Stored data entries:
>>>>
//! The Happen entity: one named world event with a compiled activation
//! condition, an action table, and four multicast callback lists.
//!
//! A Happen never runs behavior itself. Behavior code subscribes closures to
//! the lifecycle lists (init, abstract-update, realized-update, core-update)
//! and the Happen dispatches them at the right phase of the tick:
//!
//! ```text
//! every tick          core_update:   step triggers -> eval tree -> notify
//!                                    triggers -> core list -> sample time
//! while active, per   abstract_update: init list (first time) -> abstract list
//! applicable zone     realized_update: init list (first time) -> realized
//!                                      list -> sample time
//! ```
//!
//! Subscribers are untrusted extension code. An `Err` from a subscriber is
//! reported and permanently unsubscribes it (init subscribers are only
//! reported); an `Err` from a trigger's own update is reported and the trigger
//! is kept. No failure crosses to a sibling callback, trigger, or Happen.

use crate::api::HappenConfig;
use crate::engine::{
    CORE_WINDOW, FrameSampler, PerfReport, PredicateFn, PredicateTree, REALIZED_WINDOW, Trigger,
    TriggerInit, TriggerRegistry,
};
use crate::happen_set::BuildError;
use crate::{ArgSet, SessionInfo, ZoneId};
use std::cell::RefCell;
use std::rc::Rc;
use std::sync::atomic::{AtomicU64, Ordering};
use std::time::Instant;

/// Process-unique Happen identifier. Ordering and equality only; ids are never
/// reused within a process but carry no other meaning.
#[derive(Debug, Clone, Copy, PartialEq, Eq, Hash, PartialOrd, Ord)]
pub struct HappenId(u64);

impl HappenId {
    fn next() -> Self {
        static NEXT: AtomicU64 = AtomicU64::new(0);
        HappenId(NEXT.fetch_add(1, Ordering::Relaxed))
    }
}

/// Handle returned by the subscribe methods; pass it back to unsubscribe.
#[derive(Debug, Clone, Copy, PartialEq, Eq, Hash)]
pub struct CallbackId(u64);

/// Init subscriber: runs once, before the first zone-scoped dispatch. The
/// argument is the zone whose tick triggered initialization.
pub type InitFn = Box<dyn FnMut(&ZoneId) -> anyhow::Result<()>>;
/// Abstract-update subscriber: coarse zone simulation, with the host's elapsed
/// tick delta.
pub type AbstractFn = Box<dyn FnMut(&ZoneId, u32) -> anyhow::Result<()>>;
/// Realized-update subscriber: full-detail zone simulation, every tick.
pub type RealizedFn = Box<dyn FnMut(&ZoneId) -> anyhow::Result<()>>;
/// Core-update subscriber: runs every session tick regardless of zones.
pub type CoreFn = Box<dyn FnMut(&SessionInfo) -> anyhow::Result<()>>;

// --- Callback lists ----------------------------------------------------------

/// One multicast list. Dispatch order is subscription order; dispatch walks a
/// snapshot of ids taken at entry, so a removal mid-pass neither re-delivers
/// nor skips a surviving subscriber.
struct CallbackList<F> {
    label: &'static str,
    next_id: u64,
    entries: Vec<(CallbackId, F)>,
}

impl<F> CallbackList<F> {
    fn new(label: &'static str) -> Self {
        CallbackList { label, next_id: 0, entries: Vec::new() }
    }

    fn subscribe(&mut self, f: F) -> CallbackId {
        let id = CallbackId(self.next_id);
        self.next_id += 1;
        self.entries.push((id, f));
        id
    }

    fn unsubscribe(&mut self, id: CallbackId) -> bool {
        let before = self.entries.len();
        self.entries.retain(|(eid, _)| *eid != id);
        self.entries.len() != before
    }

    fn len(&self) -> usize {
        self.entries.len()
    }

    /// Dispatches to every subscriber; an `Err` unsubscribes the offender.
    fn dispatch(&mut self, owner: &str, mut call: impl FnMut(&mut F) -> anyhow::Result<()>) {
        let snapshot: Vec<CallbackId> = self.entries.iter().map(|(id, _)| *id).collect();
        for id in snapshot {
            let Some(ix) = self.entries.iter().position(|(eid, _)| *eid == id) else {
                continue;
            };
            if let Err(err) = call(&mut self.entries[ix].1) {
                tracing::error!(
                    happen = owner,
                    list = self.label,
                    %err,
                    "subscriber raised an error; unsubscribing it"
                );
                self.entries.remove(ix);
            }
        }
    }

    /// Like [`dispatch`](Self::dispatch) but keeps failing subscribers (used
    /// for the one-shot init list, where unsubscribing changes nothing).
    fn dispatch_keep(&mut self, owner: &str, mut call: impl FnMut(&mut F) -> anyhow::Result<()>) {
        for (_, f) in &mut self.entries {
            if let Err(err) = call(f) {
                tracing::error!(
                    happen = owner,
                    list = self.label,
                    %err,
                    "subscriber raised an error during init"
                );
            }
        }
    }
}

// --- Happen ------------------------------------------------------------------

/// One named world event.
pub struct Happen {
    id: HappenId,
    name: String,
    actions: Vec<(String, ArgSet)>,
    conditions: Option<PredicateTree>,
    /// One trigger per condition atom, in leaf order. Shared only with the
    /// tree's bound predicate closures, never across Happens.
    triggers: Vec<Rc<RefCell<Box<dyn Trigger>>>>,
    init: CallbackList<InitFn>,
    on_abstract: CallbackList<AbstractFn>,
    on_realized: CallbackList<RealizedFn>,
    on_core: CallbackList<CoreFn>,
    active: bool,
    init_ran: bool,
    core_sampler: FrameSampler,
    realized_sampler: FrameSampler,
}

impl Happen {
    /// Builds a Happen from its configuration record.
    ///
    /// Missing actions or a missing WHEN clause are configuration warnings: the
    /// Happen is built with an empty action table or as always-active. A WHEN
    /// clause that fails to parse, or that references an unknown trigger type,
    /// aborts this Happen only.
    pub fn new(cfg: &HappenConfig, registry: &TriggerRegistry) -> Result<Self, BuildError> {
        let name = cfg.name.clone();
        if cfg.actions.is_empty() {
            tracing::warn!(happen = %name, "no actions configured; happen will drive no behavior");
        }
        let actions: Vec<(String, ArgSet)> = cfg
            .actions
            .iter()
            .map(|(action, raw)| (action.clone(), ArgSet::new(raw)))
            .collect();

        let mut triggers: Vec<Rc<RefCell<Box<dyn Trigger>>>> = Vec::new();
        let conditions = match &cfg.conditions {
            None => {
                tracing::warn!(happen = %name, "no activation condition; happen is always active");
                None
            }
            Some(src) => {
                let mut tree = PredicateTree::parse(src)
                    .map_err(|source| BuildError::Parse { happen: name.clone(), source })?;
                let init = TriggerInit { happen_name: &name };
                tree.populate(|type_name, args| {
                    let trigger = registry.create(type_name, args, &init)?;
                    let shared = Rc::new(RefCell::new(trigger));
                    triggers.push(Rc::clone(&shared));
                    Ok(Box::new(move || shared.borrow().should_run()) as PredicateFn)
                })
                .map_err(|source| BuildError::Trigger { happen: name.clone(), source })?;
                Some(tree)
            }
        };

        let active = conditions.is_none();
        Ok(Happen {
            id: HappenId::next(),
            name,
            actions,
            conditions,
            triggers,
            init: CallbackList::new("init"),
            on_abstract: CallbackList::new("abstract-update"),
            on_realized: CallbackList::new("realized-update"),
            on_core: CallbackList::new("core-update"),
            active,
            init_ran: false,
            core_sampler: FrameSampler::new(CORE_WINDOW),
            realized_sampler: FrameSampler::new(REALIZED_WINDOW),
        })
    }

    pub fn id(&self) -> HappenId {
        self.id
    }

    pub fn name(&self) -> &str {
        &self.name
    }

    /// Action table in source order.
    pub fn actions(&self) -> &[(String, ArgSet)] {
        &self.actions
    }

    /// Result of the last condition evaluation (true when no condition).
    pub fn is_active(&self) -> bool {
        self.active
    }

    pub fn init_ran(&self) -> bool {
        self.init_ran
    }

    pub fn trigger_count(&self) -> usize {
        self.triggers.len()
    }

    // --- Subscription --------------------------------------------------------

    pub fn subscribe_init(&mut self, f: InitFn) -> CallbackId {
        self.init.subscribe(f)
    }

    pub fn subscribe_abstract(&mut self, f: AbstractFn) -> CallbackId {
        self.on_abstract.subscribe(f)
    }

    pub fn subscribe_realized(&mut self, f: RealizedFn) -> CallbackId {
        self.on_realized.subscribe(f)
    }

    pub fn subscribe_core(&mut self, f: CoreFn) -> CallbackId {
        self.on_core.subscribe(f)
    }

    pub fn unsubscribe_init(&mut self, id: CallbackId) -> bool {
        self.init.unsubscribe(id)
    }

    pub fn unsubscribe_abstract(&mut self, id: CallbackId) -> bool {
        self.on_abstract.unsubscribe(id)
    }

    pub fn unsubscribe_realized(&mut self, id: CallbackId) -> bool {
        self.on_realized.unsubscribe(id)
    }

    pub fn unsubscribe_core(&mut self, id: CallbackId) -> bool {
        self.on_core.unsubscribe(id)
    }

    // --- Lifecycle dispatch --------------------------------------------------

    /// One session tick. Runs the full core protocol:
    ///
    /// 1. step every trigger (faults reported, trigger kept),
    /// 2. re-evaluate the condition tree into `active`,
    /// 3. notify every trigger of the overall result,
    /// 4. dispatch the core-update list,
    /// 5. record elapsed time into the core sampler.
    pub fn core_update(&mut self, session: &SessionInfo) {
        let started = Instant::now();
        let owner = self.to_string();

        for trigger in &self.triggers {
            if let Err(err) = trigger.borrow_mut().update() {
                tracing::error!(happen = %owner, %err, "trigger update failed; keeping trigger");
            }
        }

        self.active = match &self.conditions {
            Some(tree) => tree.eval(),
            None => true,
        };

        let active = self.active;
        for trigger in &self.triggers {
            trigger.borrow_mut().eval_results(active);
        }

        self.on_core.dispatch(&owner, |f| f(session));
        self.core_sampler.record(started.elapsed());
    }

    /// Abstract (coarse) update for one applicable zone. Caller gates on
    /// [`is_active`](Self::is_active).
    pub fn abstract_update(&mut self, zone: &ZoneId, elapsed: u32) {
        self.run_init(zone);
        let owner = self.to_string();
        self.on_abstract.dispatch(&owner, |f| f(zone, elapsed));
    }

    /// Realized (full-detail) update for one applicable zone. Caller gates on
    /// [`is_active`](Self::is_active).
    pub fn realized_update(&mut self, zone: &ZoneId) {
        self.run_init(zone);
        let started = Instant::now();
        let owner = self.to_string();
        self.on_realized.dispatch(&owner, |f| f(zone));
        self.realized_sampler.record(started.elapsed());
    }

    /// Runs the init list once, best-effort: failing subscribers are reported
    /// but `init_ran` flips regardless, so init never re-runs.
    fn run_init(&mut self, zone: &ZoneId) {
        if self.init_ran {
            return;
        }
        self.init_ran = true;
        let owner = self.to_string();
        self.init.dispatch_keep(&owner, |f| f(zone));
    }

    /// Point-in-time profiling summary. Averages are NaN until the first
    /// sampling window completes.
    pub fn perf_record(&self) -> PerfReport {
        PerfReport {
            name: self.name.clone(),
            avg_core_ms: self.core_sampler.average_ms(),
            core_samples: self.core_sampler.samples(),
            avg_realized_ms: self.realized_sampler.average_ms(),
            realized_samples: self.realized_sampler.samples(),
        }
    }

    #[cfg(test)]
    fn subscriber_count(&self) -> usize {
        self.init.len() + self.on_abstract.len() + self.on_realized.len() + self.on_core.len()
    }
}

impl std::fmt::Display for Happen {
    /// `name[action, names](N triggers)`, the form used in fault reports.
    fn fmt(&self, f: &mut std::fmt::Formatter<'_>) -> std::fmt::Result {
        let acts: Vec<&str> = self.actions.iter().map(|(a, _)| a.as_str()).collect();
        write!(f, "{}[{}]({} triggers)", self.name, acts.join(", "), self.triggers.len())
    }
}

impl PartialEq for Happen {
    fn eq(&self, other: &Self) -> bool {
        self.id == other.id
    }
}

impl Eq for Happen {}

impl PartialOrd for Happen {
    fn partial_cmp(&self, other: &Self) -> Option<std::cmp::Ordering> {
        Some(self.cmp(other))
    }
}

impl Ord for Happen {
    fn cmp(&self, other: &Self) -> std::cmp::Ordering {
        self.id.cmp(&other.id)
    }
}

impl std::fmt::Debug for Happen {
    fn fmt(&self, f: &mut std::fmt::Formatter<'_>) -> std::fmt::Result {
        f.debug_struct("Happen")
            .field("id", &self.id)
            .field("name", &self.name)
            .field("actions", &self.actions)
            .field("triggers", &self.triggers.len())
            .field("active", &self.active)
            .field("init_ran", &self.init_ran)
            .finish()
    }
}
<<<<
>>>>
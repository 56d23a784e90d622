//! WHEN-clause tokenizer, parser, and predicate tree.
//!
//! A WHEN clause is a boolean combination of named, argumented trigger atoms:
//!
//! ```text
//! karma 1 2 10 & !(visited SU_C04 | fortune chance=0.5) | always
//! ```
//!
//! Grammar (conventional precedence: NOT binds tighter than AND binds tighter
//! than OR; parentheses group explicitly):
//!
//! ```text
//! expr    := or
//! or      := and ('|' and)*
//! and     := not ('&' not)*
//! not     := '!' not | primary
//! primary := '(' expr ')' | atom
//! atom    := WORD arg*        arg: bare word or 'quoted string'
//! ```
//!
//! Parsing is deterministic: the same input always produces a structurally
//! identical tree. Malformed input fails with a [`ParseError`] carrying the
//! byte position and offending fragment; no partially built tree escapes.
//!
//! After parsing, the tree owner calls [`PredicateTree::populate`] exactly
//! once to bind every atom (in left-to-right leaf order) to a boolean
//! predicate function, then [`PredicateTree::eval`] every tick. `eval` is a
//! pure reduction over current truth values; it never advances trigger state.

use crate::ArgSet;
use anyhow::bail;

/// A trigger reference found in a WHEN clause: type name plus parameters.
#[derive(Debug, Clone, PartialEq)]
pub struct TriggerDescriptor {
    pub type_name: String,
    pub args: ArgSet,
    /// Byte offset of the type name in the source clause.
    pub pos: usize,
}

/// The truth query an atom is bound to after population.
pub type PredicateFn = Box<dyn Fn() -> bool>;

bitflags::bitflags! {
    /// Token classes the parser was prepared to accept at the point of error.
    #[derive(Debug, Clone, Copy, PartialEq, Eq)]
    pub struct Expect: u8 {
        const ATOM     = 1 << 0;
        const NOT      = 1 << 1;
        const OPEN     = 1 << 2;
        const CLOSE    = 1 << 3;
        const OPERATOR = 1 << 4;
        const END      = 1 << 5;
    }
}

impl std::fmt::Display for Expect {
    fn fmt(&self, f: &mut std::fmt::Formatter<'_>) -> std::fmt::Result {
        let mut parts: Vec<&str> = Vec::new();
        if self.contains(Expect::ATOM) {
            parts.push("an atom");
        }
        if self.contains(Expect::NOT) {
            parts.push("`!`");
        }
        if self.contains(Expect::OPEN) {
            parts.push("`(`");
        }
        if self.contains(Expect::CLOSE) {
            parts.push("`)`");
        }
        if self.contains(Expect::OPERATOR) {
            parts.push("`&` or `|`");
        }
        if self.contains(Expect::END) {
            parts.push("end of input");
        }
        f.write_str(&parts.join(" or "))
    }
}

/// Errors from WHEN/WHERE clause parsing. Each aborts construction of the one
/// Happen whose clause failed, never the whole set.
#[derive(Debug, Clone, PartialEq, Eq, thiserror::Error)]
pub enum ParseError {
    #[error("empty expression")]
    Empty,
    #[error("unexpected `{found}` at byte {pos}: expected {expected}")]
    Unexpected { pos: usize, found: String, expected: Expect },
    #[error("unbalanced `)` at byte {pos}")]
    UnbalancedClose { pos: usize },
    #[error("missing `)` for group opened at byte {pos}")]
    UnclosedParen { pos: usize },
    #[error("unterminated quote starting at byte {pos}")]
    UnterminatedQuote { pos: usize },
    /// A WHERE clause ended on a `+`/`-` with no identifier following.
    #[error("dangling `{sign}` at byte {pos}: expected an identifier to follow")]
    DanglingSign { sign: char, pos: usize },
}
<<<<
>>>>
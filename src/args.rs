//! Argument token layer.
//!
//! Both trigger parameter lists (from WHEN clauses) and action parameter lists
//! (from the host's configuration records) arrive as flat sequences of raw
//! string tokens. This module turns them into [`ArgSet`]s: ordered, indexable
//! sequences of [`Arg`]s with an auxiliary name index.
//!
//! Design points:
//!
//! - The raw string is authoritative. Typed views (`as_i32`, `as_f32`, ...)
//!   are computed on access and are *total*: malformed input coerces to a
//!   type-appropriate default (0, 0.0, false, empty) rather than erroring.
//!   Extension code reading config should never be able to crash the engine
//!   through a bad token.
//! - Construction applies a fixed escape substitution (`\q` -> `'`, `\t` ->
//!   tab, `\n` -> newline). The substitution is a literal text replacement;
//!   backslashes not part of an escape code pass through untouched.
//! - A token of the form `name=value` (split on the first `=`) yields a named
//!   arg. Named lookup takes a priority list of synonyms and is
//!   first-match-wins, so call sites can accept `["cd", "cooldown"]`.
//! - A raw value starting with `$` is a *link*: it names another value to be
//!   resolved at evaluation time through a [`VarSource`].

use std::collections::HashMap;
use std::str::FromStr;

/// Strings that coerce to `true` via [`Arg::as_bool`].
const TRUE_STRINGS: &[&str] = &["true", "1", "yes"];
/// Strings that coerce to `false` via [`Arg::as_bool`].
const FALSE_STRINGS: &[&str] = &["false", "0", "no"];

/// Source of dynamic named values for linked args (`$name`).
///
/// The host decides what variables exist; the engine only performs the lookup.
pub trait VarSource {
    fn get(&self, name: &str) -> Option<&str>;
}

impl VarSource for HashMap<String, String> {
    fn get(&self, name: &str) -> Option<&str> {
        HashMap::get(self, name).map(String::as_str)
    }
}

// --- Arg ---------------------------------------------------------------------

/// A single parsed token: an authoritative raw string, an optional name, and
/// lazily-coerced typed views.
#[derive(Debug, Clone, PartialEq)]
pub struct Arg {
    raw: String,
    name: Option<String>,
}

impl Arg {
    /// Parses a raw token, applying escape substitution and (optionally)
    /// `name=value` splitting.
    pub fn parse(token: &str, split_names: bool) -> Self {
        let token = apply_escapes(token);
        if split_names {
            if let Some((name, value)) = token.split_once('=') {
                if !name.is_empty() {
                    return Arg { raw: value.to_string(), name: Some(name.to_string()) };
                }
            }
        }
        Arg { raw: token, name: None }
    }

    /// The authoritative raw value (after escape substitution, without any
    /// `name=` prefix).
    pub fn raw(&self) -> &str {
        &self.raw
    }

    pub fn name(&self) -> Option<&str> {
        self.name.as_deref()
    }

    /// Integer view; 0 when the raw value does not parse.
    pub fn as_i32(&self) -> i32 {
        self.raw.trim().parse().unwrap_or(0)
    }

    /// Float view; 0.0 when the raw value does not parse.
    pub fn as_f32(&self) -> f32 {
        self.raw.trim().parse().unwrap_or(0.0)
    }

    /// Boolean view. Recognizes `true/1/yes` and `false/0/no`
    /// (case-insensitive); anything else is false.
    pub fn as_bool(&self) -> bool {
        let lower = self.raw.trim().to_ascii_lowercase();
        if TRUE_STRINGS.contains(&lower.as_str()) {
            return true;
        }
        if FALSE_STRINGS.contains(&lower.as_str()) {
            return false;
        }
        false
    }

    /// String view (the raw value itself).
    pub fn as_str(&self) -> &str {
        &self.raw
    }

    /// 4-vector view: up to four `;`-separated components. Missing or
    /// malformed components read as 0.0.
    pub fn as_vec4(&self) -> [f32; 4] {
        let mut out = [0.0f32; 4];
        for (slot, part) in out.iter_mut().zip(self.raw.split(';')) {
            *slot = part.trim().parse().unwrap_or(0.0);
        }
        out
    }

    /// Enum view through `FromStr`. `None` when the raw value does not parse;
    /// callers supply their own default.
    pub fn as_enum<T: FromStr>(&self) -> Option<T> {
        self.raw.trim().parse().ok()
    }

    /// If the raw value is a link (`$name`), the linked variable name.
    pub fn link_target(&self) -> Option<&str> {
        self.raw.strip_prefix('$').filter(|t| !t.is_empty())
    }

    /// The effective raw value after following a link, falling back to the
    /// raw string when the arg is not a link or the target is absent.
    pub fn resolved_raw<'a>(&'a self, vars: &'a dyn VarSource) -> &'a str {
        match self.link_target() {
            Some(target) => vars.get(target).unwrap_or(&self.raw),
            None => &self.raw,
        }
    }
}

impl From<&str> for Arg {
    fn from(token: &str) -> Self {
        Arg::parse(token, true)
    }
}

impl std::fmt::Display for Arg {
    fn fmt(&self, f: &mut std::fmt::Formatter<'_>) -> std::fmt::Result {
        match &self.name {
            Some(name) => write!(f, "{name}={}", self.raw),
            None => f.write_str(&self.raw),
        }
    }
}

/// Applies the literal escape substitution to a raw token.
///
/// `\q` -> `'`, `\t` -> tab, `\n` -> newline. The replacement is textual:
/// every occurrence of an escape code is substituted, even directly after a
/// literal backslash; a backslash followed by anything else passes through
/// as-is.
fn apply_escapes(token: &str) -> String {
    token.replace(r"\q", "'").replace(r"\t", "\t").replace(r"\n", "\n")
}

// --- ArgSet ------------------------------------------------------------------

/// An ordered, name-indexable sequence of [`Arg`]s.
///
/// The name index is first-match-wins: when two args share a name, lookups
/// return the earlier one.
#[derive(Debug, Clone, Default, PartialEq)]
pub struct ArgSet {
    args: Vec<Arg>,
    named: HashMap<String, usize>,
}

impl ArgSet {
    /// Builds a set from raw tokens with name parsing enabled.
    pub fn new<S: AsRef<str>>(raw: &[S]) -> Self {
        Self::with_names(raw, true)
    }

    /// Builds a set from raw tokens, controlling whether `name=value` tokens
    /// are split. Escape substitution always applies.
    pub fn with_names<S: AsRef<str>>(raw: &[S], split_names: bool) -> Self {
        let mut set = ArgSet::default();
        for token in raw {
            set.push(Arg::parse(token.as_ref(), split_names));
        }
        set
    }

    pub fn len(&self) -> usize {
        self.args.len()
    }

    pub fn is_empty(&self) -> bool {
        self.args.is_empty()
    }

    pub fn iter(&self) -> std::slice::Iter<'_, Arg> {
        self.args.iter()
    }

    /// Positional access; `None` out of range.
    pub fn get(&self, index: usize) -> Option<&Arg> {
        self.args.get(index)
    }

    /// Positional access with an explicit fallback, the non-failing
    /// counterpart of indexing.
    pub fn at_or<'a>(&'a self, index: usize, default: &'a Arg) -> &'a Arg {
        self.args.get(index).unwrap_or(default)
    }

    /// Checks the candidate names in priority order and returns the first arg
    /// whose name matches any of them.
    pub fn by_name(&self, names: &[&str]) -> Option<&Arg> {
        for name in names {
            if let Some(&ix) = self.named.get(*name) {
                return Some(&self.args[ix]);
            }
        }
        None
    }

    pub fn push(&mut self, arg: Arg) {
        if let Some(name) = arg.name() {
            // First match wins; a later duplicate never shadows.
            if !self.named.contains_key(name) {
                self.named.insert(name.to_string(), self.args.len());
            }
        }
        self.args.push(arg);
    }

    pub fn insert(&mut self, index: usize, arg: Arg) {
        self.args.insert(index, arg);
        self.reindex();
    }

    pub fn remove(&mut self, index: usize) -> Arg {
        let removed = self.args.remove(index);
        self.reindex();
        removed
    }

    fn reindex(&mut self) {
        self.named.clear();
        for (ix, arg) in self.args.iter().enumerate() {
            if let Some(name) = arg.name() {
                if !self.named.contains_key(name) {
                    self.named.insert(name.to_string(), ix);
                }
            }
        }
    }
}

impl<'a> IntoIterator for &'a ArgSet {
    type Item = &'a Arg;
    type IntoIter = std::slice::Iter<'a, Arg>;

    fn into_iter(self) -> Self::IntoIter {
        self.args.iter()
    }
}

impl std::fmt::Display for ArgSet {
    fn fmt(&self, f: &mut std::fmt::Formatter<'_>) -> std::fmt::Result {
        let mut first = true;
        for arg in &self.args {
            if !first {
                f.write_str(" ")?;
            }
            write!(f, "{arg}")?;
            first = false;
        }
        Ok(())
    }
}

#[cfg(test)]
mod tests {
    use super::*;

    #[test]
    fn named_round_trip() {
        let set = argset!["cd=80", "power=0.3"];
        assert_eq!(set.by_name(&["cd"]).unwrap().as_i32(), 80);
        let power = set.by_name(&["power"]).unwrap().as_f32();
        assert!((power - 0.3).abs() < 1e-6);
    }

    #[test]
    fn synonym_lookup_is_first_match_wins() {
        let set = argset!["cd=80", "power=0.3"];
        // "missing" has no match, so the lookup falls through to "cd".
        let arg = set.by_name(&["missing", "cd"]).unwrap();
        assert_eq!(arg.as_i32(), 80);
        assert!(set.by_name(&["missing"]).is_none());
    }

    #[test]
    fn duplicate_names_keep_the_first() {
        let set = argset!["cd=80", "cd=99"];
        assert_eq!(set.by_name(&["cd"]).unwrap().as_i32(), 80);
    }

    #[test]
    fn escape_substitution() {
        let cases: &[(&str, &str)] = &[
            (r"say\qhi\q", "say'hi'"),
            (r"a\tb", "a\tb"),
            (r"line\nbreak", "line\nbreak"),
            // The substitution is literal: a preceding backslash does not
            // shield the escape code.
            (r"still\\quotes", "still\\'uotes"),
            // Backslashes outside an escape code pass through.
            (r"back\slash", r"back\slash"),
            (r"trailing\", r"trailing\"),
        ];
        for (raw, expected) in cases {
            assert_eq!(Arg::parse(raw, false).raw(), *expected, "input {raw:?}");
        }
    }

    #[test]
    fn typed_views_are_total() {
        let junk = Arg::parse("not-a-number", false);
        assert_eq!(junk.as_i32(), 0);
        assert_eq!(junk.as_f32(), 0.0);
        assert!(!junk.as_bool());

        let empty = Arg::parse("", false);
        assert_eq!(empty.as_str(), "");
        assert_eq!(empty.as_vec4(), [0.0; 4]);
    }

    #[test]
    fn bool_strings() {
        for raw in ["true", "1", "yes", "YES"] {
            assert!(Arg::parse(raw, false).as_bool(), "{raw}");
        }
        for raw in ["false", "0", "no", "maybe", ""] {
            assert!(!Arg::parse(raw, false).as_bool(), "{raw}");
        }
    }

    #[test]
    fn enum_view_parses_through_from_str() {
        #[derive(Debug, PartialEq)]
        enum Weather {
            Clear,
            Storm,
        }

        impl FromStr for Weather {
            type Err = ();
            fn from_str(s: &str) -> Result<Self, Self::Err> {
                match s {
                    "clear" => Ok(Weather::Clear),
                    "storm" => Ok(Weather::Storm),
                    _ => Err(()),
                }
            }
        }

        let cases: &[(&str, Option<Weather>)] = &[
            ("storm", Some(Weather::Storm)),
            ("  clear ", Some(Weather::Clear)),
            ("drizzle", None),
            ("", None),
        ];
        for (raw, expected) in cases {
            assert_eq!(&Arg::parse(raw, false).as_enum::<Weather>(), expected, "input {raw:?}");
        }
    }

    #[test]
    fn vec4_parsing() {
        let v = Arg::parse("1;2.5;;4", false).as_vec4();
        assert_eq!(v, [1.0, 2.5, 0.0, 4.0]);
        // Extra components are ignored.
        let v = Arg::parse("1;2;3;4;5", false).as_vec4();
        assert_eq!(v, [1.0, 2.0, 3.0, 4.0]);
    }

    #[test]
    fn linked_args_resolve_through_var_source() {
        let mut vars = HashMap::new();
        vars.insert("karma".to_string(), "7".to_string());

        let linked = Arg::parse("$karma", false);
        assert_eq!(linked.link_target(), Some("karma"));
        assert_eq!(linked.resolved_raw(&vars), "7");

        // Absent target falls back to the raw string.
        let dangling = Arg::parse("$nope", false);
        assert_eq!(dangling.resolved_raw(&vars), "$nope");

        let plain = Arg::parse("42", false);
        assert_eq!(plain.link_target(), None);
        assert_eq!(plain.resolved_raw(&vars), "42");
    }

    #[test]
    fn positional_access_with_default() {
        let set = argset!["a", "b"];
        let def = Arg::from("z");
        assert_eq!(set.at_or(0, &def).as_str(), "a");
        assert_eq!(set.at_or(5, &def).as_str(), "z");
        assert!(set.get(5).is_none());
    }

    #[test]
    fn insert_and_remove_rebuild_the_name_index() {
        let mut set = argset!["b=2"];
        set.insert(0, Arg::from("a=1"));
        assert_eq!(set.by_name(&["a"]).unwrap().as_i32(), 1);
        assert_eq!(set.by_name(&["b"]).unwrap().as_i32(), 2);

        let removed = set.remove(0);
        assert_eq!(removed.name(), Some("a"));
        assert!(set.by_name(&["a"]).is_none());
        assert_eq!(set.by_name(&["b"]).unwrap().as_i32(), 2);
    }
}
<<<<
Task to carry out
Among the entries above, the lines between the ones containing "a compiled activation" and "a subscriber is", inclusive, are to be transcribed exactly. No other line is to be given.

Reply
//! The Happen entity: one named world event with a compiled activation
//! condition, an action table, and four multicast callback lists.
//!
//! A Happen never runs behavior itself. Behavior code subscribes closures to
//! the lifecycle lists (init, abstract-update, realized-update, core-update)
//! and the Happen dispatches them at the right phase of the tick:
//!
//! ```text
//! every tick          core_update:   step triggers -> eval tree -> notify
//!                                    triggers -> core list -> sample time
//! while active, per   abstract_update: init list (first time) -> abstract list
//! applicable zone     realized_update: init list (first time) -> realized
//!                                      list -> sample time
//! ```
//!
//! Subscribers are untrusted extension code. An `Err` from a subscriber is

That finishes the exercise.